Amsterdam RAI (Dutch: Rijwiel en Automobiel Industrie) is a railway station situated in southern Amsterdam, Netherlands. It is located between the two directions of the A10 Amsterdam ring road. It is also a metro station at which GVB runs two lines. RAI gets its name from the nearby Amsterdam RAI Exhibition and Convention Centre.

History
The original station opened in 1981 when it was a terminus station, with just one platform and the station had no signals. It was then possible to walk straight onto the GVB tramway line 4 (with Amsterdam Central Station as terminus) without changing platforms.

In 1988 the tram terminus moved to street level below the station. This was due to the building of Amsterdam Metro line 51 next to the railway station. This line began operating in 1990. The roof of the railway station was built in 1997. The new station was built in 1991 and Amsterdam RAI became an island platform station and then in 1993 the line was extended towards Weesp.
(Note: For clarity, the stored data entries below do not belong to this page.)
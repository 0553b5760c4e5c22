//! The query evaluator: matches stored objects against a parsed WHERE
//! tree, orders the matches, and assembles the result.
//!
//! Evaluation scans a [`StoreSnapshot`] object by object:
//!
//! 1. **Type filter** — the object's type id is walked up its parent
//!    chain (via the [`TypeManager`]) until it equals the queried FROM
//!    type; subtype instances therefore match a supertype query.
//! 2. **Expression evaluation** — recursive over the node tree, with
//!    per-family comparison semantics. A genuine evaluation error (type
//!    mismatch, unsupported operator) is never converted into a silent
//!    non-match.
//! 3. Matches are collected in scan order, sorted by the first ORDER BY
//!    specification only, and projected through the row renderer.
//!
//! Evaluation is O(number of objects) per call, runs to completion with
//! no cancellation, and never mutates the store.

use std::cmp::Ordering;

use tracing::warn;

use cmr_store::{StoreSnapshot, StoredObject};
use cmr_types::{
    compare_for_order, OrderBy, PropertyValue, RepoResult, RepositoryError, TypeManager,
};

use crate::ast::{ComparisonOp, Paging, Query, WhereExpr};
use crate::like::like_to_regex;
use crate::result::{JsonRenderer, QueryResult, RowRenderer};

/// Evaluates queries against one snapshot of the object store.
pub struct QueryEvaluator<'a> {
    snapshot: &'a StoreSnapshot,
    types: &'a dyn TypeManager,
    user: &'a str,
}

impl<'a> QueryEvaluator<'a> {
    /// Create an evaluator for `user` over `snapshot`.
    pub fn new(snapshot: &'a StoreSnapshot, types: &'a dyn TypeManager, user: &'a str) -> Self {
        Self {
            snapshot,
            types,
            user,
        }
    }

    /// Execute a query with the default JSON renderer.
    pub fn execute(&self, query: &Query, paging: Paging) -> RepoResult<QueryResult> {
        self.execute_with(query, paging, &JsonRenderer)
    }

    /// Execute a query, projecting rows through `renderer`.
    ///
    /// Paging bounds are accepted but not applied: the match list is
    /// returned whole, `num_items` is the full match count, and
    /// `has_more_items` stays `false`. A diagnostic fires when bounds are
    /// supplied so the limitation is visible.
    pub fn execute_with(
        &self,
        query: &Query,
        paging: Paging,
        renderer: &dyn RowRenderer,
    ) -> RepoResult<QueryResult> {
        if self.types.type_definition(&query.from_type).is_none() {
            return Err(RepositoryError::NotFound(format!(
                "type '{}'",
                query.from_type
            )));
        }

        let mut matches: Vec<&StoredObject> = Vec::new();
        for object in self.snapshot.objects() {
            if !self.types.is_subtype_of(object.type_id(), &query.from_type) {
                continue;
            }
            if !object.core.acl.is_visible_to(self.user) {
                continue;
            }
            if let Some(expr) = &query.where_clause {
                if !self.eval(expr, object)? {
                    continue;
                }
            }
            matches.push(object);
        }

        self.sort(&mut matches, &query.order_by);

        if paging.max_items.is_some() || paging.skip_count.is_some() {
            warn!(
                max_items = ?paging.max_items,
                skip_count = ?paging.skip_count,
                "paging bounds accepted but not applied to the match list"
            );
        }

        let rows = matches
            .iter()
            .map(|object| renderer.render(object, &query.select))
            .collect();
        Ok(QueryResult {
            rows,
            num_items: matches.len(),
            has_more_items: false,
        })
    }

    /// Recursive expression evaluation. Both operands of a boolean
    /// connective are always evaluated; there are no side effects to
    /// elide and errors on either side must surface.
    fn eval(&self, expr: &WhereExpr, object: &StoredObject) -> RepoResult<bool> {
        match expr {
            WhereExpr::Comparison {
                op,
                property,
                literal,
            } => self.eval_comparison(*op, property, literal, object),

            WhereExpr::IsNull { property, negated } => {
                let is_null = object.property(property).is_none();
                Ok(is_null != *negated)
            }

            WhereExpr::Like {
                property,
                pattern,
                negated,
            } => self.eval_like(property, pattern, *negated, object),

            WhereExpr::InFolder { folder_id } => {
                if !object.supports_filing() {
                    return Ok(false);
                }
                Ok(object
                    .parent_refs()
                    .iter()
                    .any(|r| &r.folder_id == folder_id))
            }

            WhereExpr::InTree { folder_id } => {
                if !object.supports_filing() {
                    return Ok(false);
                }
                Ok(self.snapshot.in_tree(object, folder_id))
            }

            WhereExpr::And(left, right) => {
                let l = self.eval(left, object)?;
                let r = self.eval(right, object)?;
                Ok(l && r)
            }

            WhereExpr::Or(left, right) => {
                let l = self.eval(left, object)?;
                let r = self.eval(right, object)?;
                Ok(l || r)
            }

            WhereExpr::Not(inner) => Ok(!self.eval(inner, object)?),

            WhereExpr::In { negated, .. } => Err(RepositoryError::Unsupported(format!(
                "{} is not supported",
                if *negated { "NOT IN" } else { "IN" }
            ))),

            WhereExpr::InAny { negated, .. } => Err(RepositoryError::Unsupported(format!(
                "{} is not supported",
                if *negated { "ANY ... NOT IN" } else { "ANY ... IN" }
            ))),

            WhereExpr::EqAny { .. } => Err(RepositoryError::Unsupported(
                "= ANY is not supported".to_string(),
            )),

            WhereExpr::Contains { .. } => Err(RepositoryError::Unsupported(
                "CONTAINS() is not supported".to_string(),
            )),

            WhereExpr::Score => Err(RepositoryError::Unsupported(
                "SCORE() is not supported".to_string(),
            )),
        }
    }

    fn eval_comparison(
        &self,
        op: ComparisonOp,
        property: &str,
        literal: &cmr_types::TypedValue,
        object: &StoredObject,
    ) -> RepoResult<bool> {
        let Some(value) = object.property(property) else {
            // NULL compares as no-match, not as an error.
            return Ok(false);
        };
        let single = match &value {
            PropertyValue::Single(v) => v,
            PropertyValue::Multi(_) => {
                return Err(RepositoryError::InvalidArgument(format!(
                    "cannot apply {op} to multi-valued property '{property}'"
                )));
            }
        };

        let ordering = single.compare(literal)?;
        Ok(match op {
            ComparisonOp::Eq => ordering == Ordering::Equal,
            ComparisonOp::Ne => ordering != Ordering::Equal,
            ComparisonOp::Lt => ordering == Ordering::Less,
            ComparisonOp::Le => ordering != Ordering::Greater,
            ComparisonOp::Gt => ordering == Ordering::Greater,
            ComparisonOp::Ge => ordering != Ordering::Less,
        })
    }

    fn eval_like(
        &self,
        property: &str,
        pattern: &str,
        negated: bool,
        object: &StoredObject,
    ) -> RepoResult<bool> {
        let Some(value) = object.property(property) else {
            return Ok(false);
        };
        let single = match &value {
            PropertyValue::Single(v) => v,
            PropertyValue::Multi(_) => {
                return Err(RepositoryError::InvalidArgument(format!(
                    "cannot apply LIKE to multi-valued property '{property}'"
                )));
            }
        };
        let Some(text) = single.as_text() else {
            return Err(RepositoryError::InvalidArgument(format!(
                "LIKE requires a string-family property, '{property}' holds {}",
                single.property_type()
            )));
        };

        let regex = like_to_regex(pattern)?;
        Ok(regex.is_match(text) != negated)
    }

    /// Sort the matches by the first ORDER BY specification. Additional
    /// specifications are ignored with a diagnostic. Null keys sort
    /// before non-null keys ascending; descending reverses everything,
    /// null placement included.
    fn sort(&self, matches: &mut [&StoredObject], order_by: &[OrderBy]) {
        let Some(spec) = order_by.first() else {
            return;
        };
        if order_by.len() > 1 {
            warn!(
                ignored = order_by.len() - 1,
                "only the first ORDER BY specification is honored"
            );
        }
        matches.sort_by(|a, b| {
            let key_a = a.property(&spec.property).and_then(|p| p.single().cloned());
            let key_b = b.property(&spec.property).and_then(|p| p.single().cloned());
            compare_for_order(key_a.as_ref(), key_b.as_ref(), spec.ascending)
        });
    }
}
//! SQL LIKE pattern translation.
//!
//! A LIKE pattern becomes an anchored regular expression matching the
//! whole candidate string: `%` turns into "any sequence", `_` into "any
//! single character", and a backslash escapes the following character
//! into its literal self. Everything else is regex-escaped so pattern
//! text can never smuggle regex syntax into the match.

use regex::Regex;

use cmr_types::{RepoResult, RepositoryError};

/// Translate a LIKE pattern into a full-match [`Regex`].
pub fn like_to_regex(pattern: &str) -> RepoResult<Regex> {
    // (?s) so `%` spans newlines too.
    let mut translated = String::with_capacity(pattern.len() + 8);
    translated.push_str("(?s)^");

    let mut chars = pattern.chars();
    while let Some(c) = chars.next() {
        match c {
            '%' => translated.push_str(".*"),
            '_' => translated.push('.'),
            '\\' => {
                // Escaped character, copied literally. A trailing lone
                // backslash stays a backslash.
                let literal = chars.next().unwrap_or('\\');
                translated.push_str(&regex::escape(&literal.to_string()));
            }
            other => translated.push_str(&regex::escape(&other.to_string())),
        }
    }
    translated.push('$');

    Regex::new(&translated).map_err(|e| {
        RepositoryError::InvalidArgument(format!("malformed LIKE pattern '{pattern}': {e}"))
    })
}

#[cfg(test)]
mod tests {
    use super::*;
    use proptest::prelude::*;

    #[test]
    fn underscore_matches_exactly_one_character() {
        let re = like_to_regex("fo_bar").unwrap();
        assert!(re.is_match("foxbar"));
        assert!(re.is_match("foobar"));
        assert!(!re.is_match("fobar")); // too short
        assert!(!re.is_match("foxxbar")); // too long
    }

    #[test]
    fn percent_matches_any_sequence() {
        let re = like_to_regex("fo%bar").unwrap();
        assert!(re.is_match("fobar"));
        assert!(re.is_match("foxbar"));
        assert!(re.is_match("foxxxxbar"));
        assert!(!re.is_match("fobaz"));
    }

    #[test]
    fn match_is_anchored_to_the_whole_string() {
        let re = like_to_regex("bar").unwrap();
        assert!(re.is_match("bar"));
        assert!(!re.is_match("embargo"));
        assert!(!re.is_match("barn"));
    }

    #[test]
    fn escaped_wildcards_are_literal() {
        let re = like_to_regex(r"100\%").unwrap();
        assert!(re.is_match("100%"));
        assert!(!re.is_match("1000"));

        let re = like_to_regex(r"a\_b").unwrap();
        assert!(re.is_match("a_b"));
        assert!(!re.is_match("axb"));
    }

    #[test]
    fn escaped_backslash_is_literal() {
        let re = like_to_regex(r"a\\b").unwrap();
        assert!(re.is_match(r"a\b"));
        assert!(!re.is_match("ab"));
    }

    #[test]
    fn regex_metacharacters_in_patterns_are_literal() {
        let re = like_to_regex("a.b").unwrap();
        assert!(re.is_match("a.b"));
        assert!(!re.is_match("axb"));

        let re = like_to_regex("(x)+").unwrap();
        assert!(re.is_match("(x)+"));
        assert!(!re.is_match("x"));
    }

    #[test]
    fn percent_spans_newlines() {
        let re = like_to_regex("start%end").unwrap();
        assert!(re.is_match("start\nmiddle\nend"));
    }

    #[test]
    fn empty_pattern_matches_only_the_empty_string() {
        let re = like_to_regex("").unwrap();
        assert!(re.is_match(""));
        assert!(!re.is_match("x"));
    }

    proptest! {
        // A wildcard-free pattern must match exactly itself.
        #[test]
        fn literal_patterns_match_only_themselves(
            s in "[a-zA-Z0-9 .+()*?^$|-]{0,16}",
            other in "[a-zA-Z0-9 .+()*?^$|-]{0,16}",
        ) {
            let re = like_to_regex(&s).unwrap();
            prop_assert!(re.is_match(&s));
            prop_assert_eq!(re.is_match(&other), s == other);
        }

        // Prefixing with % keeps every suffix match working.
        #[test]
        fn percent_prefix_matches_any_prefix(
            prefix in "[a-z]{0,8}",
            suffix in "[a-z]{1,8}",
        ) {
            let re = like_to_regex(&format!("%{suffix}")).unwrap();
            let candidate = format!("{prefix}{suffix}");
            prop_assert!(re.is_match(&candidate));
        }
    }
}
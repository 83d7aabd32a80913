// Batched transform writes: state mutation is synchronous, the visual update
// is deferred to the next animation frame and coalesced to one paint no
// matter how many gesture events landed in between.

use std::cell::Cell;

use wasm_bindgen::JsCast;
use web_sys::{HtmlElement, NodeList};

use super::zoom::ZoomState;

/// "At most one pending paint" flag. A paint begins with [`try_begin`]; until
/// [`finish`] runs, further begin attempts are refused, so rapid pointer-move
/// bursts collapse into a single frame callback.
///
/// [`try_begin`]: PaintScheduler::try_begin
/// [`finish`]: PaintScheduler::finish
#[derive(Debug, Default)]
pub struct PaintScheduler {
    pending: Cell<bool>,
}

impl PaintScheduler {
    pub fn new() -> Self {
        Self::default()
    }

    pub fn try_begin(&self) -> bool {
        if self.pending.get() {
            false
        } else {
            self.pending.set(true);
            true
        }
    }

    pub fn finish(&self) {
        self.pending.set(false);
    }
}

/// CSS transform for the current zoom state. Translate comes before scale so
/// the pan offset lives in unscaled pixel space and a drag tracks the pointer
/// 1:1 at every zoom level.
pub fn transform_value(state: &ZoomState) -> String {
    format!(
        "translate({}px, {}px) scale({})",
        state.translate_x, state.translate_y, state.scale
    )
}

/// Write `value` as the inline transform of every element in `targets`.
/// The target list is whatever the grid currently renders; the frame
/// callback reads the state at paint time, so a stale paint is a no-op.
pub fn apply_to_targets(targets: &NodeList, value: &str) {
    for i in 0..targets.length() {
        if let Some(node) = targets.item(i) {
            if let Ok(el) = node.dyn_into::<HtmlElement>() {
                let _ = el.style().set_property("transform", value);
            }
        }
    }
}

#[cfg(test)]
mod tests {
    use super::*;

    #[test]
    fn scheduler_coalesces_until_finished() {
        let s = PaintScheduler::new();
        assert!(s.try_begin());
        assert!(!s.try_begin());
        assert!(!s.try_begin());
        s.finish();
        assert!(s.try_begin());
    }

    #[test]
    fn transform_orders_translate_before_scale() {
        let z = ZoomState {
            scale: 3.0,
            translate_x: 50.0,
            translate_y: 30.0,
        };
        assert_eq!(transform_value(&z), "translate(50px, 30px) scale(3)");
    }

    #[test]
    fn identity_transform() {
        assert_eq!(
            transform_value(&ZoomState::default()),
            "translate(0px, 0px) scale(1)"
        );
    }
}
#[function_component(CompareView)]
pub fn compare_view(props: &CompareViewProps) -> Html {
    let results_ref = use_node_ref();
    let controller = use_mut_ref(GestureController::default);
    let taps = use_mut_ref(TapTracker::default);
    let scheduler = use_mut_ref(PaintScheduler::new);
    let paint_ref = use_mut_ref(|| None::<Rc<dyn Fn()>>);
    let viewer_ref = use_mut_ref(|| props.viewer.clone());

    // Keep the handle the window-level listeners see current.
    {
        let viewer_ref = viewer_ref.clone();
        use_effect_with(props.viewer.clone(), move |handle| {
            *viewer_ref.borrow_mut() = handle.clone();
            || ()
        });
    }

    // Mount: gesture listeners on the results container, continuation and
    // release listeners on the window so a drag can never get stuck when the
    // pointer leaves the grid.
    {
        let results_ref = results_ref.clone();
        let controller = controller.clone();
        let taps = taps.clone();
        let scheduler = scheduler.clone();
        let paint_ref_setup = paint_ref.clone();
        let viewer_ref_setup = viewer_ref.clone();
        use_effect_with((), move |_| {
            let window = web_sys::window().expect("window");
            let results: HtmlElement = results_ref
                .cast::<HtmlElement>()
                .expect("results container not attached");

            // One coalesced transform write per animation frame; the frame
            // callback reads whatever the state is at paint time.
            let paint: Rc<dyn Fn()> = {
                let scheduler = scheduler.clone();
                let controller = controller.clone();
                let results = results.clone();
                let window = window.clone();
                Rc::new(move || {
                    if !scheduler.borrow().try_begin() {
                        return;
                    }
                    let scheduler = scheduler.clone();
                    let controller = controller.clone();
                    let results = results.clone();
                    let scheduler_frame = scheduler.clone();
                    let frame = Closure::once_into_js(move || {
                        scheduler_frame.borrow().finish();
                        let value = transform_value(&controller.borrow().zoom);
                        if let Ok(targets) = results.query_selector_all("img.cmp-img") {
                            apply_to_targets(&targets, &value);
                        }
                    });
                    if window.request_animation_frame(frame.unchecked_ref()).is_err() {
                        scheduler.borrow().finish();
                    }
                })
            };
            *paint_ref_setup.borrow_mut() = Some(paint.clone());

            // Wheel zoom over an image cell; never let the page scroll.
            let wheel_cb = {
                let controller = controller.clone();
                let paint = paint.clone();
                Closure::wrap(Box::new(move |e: web_sys::WheelEvent| {
                    if gesture_target(&e).is_none() {
                        return;
                    }
                    e.prevent_default();
                    if controller.borrow_mut().on_wheel(e.delta_y()) {
                        paint();
                    }
                }) as Box<dyn FnMut(_)>)
            };
            results
                .add_event_listener_with_callback("wheel", wheel_cb.as_ref().unchecked_ref())
                .unwrap();

            let mousedown_cb = {
                let controller = controller.clone();
                Closure::wrap(Box::new(move |e: MouseEvent| {
                    let frame = match gesture_target(&e) {
                        Some(frame) => frame,
                        None => return,
                    };
                    // also suppresses the native image drag ghost
                    e.prevent_default();
                    let mut c = controller.borrow_mut();
                    c.on_pointer_down(e.client_x() as f64, e.client_y() as f64);
                    let dragging = c.is_dragging();
                    drop(c);
                    if dragging {
                        if let Ok(el) = frame.dyn_into::<HtmlElement>() {
                            let _ = el.style().set_property("cursor", "grabbing");
                        }
                    }
                }) as Box<dyn FnMut(_)>)
            };
            results
                .add_event_listener_with_callback("mousedown", mousedown_cb.as_ref().unchecked_ref())
                .unwrap();

            let dblclick_cb = {
                let controller = controller.clone();
                let paint = paint.clone();
                Closure::wrap(Box::new(move |e: MouseEvent| {
                    if gesture_target(&e).is_none() {
                        return;
                    }
                    e.prevent_default();
                    controller.borrow_mut().reset();
                    paint();
                }) as Box<dyn FnMut(_)>)
            };
            results
                .add_event_listener_with_callback("dblclick", dblclick_cb.as_ref().unchecked_ref())
                .unwrap();

            let touchstart_cb = {
                let controller = controller.clone();
                let taps = taps.clone();
                let paint = paint.clone();
                Closure::wrap(Box::new(move |e: TouchEvent| {
                    if gesture_target(&e).is_none() {
                        return;
                    }
                    e.prevent_default();
                    let points = touch_points(&e.touches());
                    if points.len() == 1 && taps.borrow_mut().register(js_sys::Date::now()) {
                        controller.borrow_mut().reset();
                        paint();
                        return;
                    }
                    controller.borrow_mut().on_touch_start(&points);
                }) as Box<dyn FnMut(_)>)
            };
            results
                .add_event_listener_with_callback(
                    "touchstart",
                    touchstart_cb.as_ref().unchecked_ref(),
                )
                .unwrap();

            let mousemove_cb = {
                let controller = controller.clone();
                let paint = paint.clone();
                Closure::wrap(Box::new(move |e: MouseEvent| {
                    let mut c = controller.borrow_mut();
                    if !c.is_dragging() {
                        return;
                    }
                    e.prevent_default();
                    let changed = c.on_pointer_move(e.client_x() as f64, e.client_y() as f64);
                    drop(c);
                    if changed {
                        paint();
                    }
                }) as Box<dyn FnMut(_)>)
            };
            window
                .add_event_listener_with_callback(
                    "mousemove",
                    mousemove_cb.as_ref().unchecked_ref(),
                )
                .unwrap();

            let mouseup_cb = {
                let controller = controller.clone();
                let results = results.clone();
                Closure::wrap(Box::new(move |_e: MouseEvent| {
                    let mut c = controller.borrow_mut();
                    let was_dragging = c.is_dragging();
                    c.on_pointer_up();
                    drop(c);
                    if was_dragging {
                        set_frame_cursor(&results, "grab");
                    }
                }) as Box<dyn FnMut(_)>)
            };
            window
                .add_event_listener_with_callback("mouseup", mouseup_cb.as_ref().unchecked_ref())
                .unwrap();

            let touchmove_cb = {
                let controller = controller.clone();
                let paint = paint.clone();
                Closure::wrap(Box::new(move |e: TouchEvent| {
                    let mut c = controller.borrow_mut();
                    if !c.is_engaged() {
                        return;
                    }
                    e.prevent_default();
                    let changed = c.on_touch_move(&touch_points(&e.touches()));
                    drop(c);
                    if changed {
                        paint();
                    }
                }) as Box<dyn FnMut(_)>)
            };
            window
                .add_event_listener_with_callback(
                    "touchmove",
                    touchmove_cb.as_ref().unchecked_ref(),
                )
                .unwrap();

            let touchend_cb = {
                let controller = controller.clone();
                let results = results.clone();
                Closure::wrap(Box::new(move |e: TouchEvent| {
                    let remaining = touch_points(&e.touches());
                    controller.borrow_mut().on_touch_end(&remaining);
                    if remaining.is_empty() {
                        set_frame_cursor(&results, "grab");
                    }
                }) as Box<dyn FnMut(_)>)
            };
            window
                .add_event_listener_with_callback("touchend", touchend_cb.as_ref().unchecked_ref())
                .unwrap();
            window
                .add_event_listener_with_callback(
                    "touchcancel",
                    touchend_cb.as_ref().unchecked_ref(),
                )
                .unwrap();

            let keydown_cb = {
                let viewer_ref = viewer_ref_setup.clone();
                Closure::wrap(Box::new(move |e: KeyboardEvent| {
                    let handle = viewer_ref.borrow().clone();
                    if handle.view_mode != ViewMode::Single || handle.filenames.is_empty() {
                        return;
                    }
                    match e.key().as_str() {
                        "ArrowLeft" => handle.dispatch(ViewerAction::NavigatePrev),
                        "ArrowRight" => handle.dispatch(ViewerAction::NavigateNext),
                        _ => {}
                    }
                }) as Box<dyn FnMut(_)>)
            };
            window
                .add_event_listener_with_callback("keydown", keydown_cb.as_ref().unchecked_ref())
                .unwrap();

            let window_clone = window.clone();
            move || {
                let _ = results.remove_event_listener_with_callback(
                    "wheel",
                    wheel_cb.as_ref().unchecked_ref(),
                );
                let _ = results.remove_event_listener_with_callback(
                    "mousedown",
                    mousedown_cb.as_ref().unchecked_ref(),
                );
                let _ = results.remove_event_listener_with_callback(
                    "dblclick",
                    dblclick_cb.as_ref().unchecked_ref(),
                );
                let _ = results.remove_event_listener_with_callback(
                    "touchstart",
                    touchstart_cb.as_ref().unchecked_ref(),
                );
                let _ = window_clone.remove_event_listener_with_callback(
                    "mousemove",
                    mousemove_cb.as_ref().unchecked_ref(),
                );
                let _ = window_clone.remove_event_listener_with_callback(
                    "mouseup",
                    mouseup_cb.as_ref().unchecked_ref(),
                );
                let _ = window_clone.remove_event_listener_with_callback(
                    "touchmove",
                    touchmove_cb.as_ref().unchecked_ref(),
                );
                let _ = window_clone.remove_event_listener_with_callback(
                    "touchend",
                    touchend_cb.as_ref().unchecked_ref(),
                );
                let _ = window_clone.remove_event_listener_with_callback(
                    "touchcancel",
                    touchend_cb.as_ref().unchecked_ref(),
                );
                let _ = window_clone.remove_event_listener_with_callback(
                    "keydown",
                    keydown_cb.as_ref().unchecked_ref(),
                );
                let _keep_alive = (
                    &wheel_cb,
                    &mousedown_cb,
                    &dblclick_cb,
                    &touchstart_cb,
                    &mousemove_cb,
                    &mouseup_cb,
                    &touchmove_cb,
                    &touchend_cb,
                    &keydown_cb,
                );
            }
        });
    }

    // Zoom dies with the displayed content: view-mode or grid-layout change,
    // navigation, or a new folder selection all go back to identity.
    {
        let controller = controller.clone();
        let paint_ref = paint_ref.clone();
        let deps = (
            props.viewer.view_mode,
            props.viewer.grid_layout,
            props.viewer.current_index,
            props.viewer.version,
        );
        use_effect_with(deps, move |_| {
            controller.borrow_mut().reset();
            if let Some(f) = &*paint_ref.borrow() {
                f();
            }
            || ()
        });
    }

    let viewer = &props.viewer;
    let tv = transform_value(&controller.borrow().zoom);
    let single = viewer.view_mode == ViewMode::Single;
    let names: Vec<String> = if single {
        viewer.current_filename().map(str::to_string).into_iter().collect()
    } else {
        viewer.filenames.clone()
    };

    html! {
        <div ref={results_ref} style="display:flex; flex-direction:column; gap:24px; padding:16px;">
            { for names.iter().map(|name| render_unit(viewer, name, &tv, single)) }
        </div>
    }
}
The design of the station is by architect Rob Steenhuis.

In 2012, an expansion of the station from 2 to 4 tracks was commenced. These works were completed in August 2016.

The station is named after the Amsterdam RAI Exhibition and Convention Centre building.

Service

Train
, the following train services call at this station:
2× per hour local Sprinter service Hoofddorp - Schiphol - Duivendrecht - Weesp - Almere
2× per hour local Sprinter service Hoofddorp - Schiphol - Duivendrecht - Weesp - Hilversum - Utrecht

During some conferences at the RAI, Intercity services stop here too.

Metro
GVB operates all Amsterdam city services and Metro lines 50 and 51 stop at Amsterdam RAI metro station which runs parallel with the NS railway.

50 Isolatorweg - Sloterdijk - Lelylaan - Zuid - RAI - Duivendrecht - Bijlmer ArenA - Holendrecht - Gein
51 Central Station - Amstel - Van der Madeweg - RAI - Zuid - Buitenveldert - Amstelveen

Tram
GVB operates one tram service to Amsterdam RAI.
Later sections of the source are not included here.